#### Stored data entries
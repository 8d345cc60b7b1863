//! Simplified financial statements derived from a cash-flow series.
//!
//! `simplified_ebitda` is total net cash flow. It is not an earnings
//! computation: there are no accruals, interest, tax, depreciation or
//! amortisation inputs to work with.

use serde::{Deserialize, Serialize};

use super::cash_flow::CashFlowSeries;
use super::error::AnalysisError;

#[derive(Debug, Clone, Copy, PartialEq, Serialize, Deserialize)]
pub struct Assets {
    pub cash: f64,
}

#[derive(Debug, Clone, Copy, PartialEq, Serialize, Deserialize)]
pub struct Liabilities {
    pub accounts_payable: f64,
}

#[derive(Debug, Clone, Copy, PartialEq, Serialize, Deserialize)]
pub struct Equity {
    pub retained_earnings: f64,
}

#[derive(Debug, Clone, Copy, PartialEq, Serialize, Deserialize)]
pub struct BalanceSheet {
    pub assets: Assets,
    pub liabilities: Liabilities,
    pub equity: Equity,
}

#[derive(Debug, Clone, Copy, PartialEq, Serialize, Deserialize)]
pub struct FinancialReport {
    pub simplified_ebitda: f64,
    pub total_cash_flow: f64,
    pub budget_vs_actual_variance: f64,
    /// Percent of total budget; 0 when there is no budget or it sums to 0.
    pub variance_percent: f64,
    pub balance_sheet: BalanceSheet,
}

/// Builds the report, or returns `None` and logs the cause when the series
/// is unusable.
pub fn generate_financial_report(series: &CashFlowSeries) -> Option<FinancialReport> {
    match try_financial_report(series) {
        Ok(report) => Some(report),
        Err(e) => {
            tracing::warn!(error = %e, "financial report not generated");
            None
        }
    }
}

pub fn try_financial_report(series: &CashFlowSeries) -> Result<FinancialReport, AnalysisError> {
    series.validate()?;

    let total_inflow = series.total_inflow();
    let total_outflow = series.total_outflow();
    let total_cash_flow: f64 = series.records().iter().map(|r| r.net()).sum();
    let simplified_ebitda = total_cash_flow;

    let (budget_vs_actual_variance, variance_percent) = if series.has_budget() {
        let total_budget = series.total_budget();
        let variance = total_inflow - total_budget;
        let pct = if total_budget == 0.0 {
            0.0
        } else {
            variance / total_budget * 100.0
        };
        (variance, pct)
    } else {
        (0.0, 0.0)
    };

    Ok(FinancialReport {
        simplified_ebitda,
        total_cash_flow,
        budget_vs_actual_variance,
        variance_percent,
        balance_sheet: BalanceSheet {
            assets: Assets { cash: total_inflow },
            liabilities: Liabilities {
                accounts_payable: total_outflow,
            },
            equity: Equity {
                retained_earnings: simplified_ebitda,
            },
        },
    })
}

#### What the task requires
Locate and copy each line in the data above that includes the word "FinancialReport".

#### Worked solution
pub struct FinancialReport {
pub fn generate_financial_report(series: &CashFlowSeries) -> Option<FinancialReport> {
pub fn try_financial_report(series: &CashFlowSeries) -> Result<FinancialReport, AnalysisError> {
    Ok(FinancialReport {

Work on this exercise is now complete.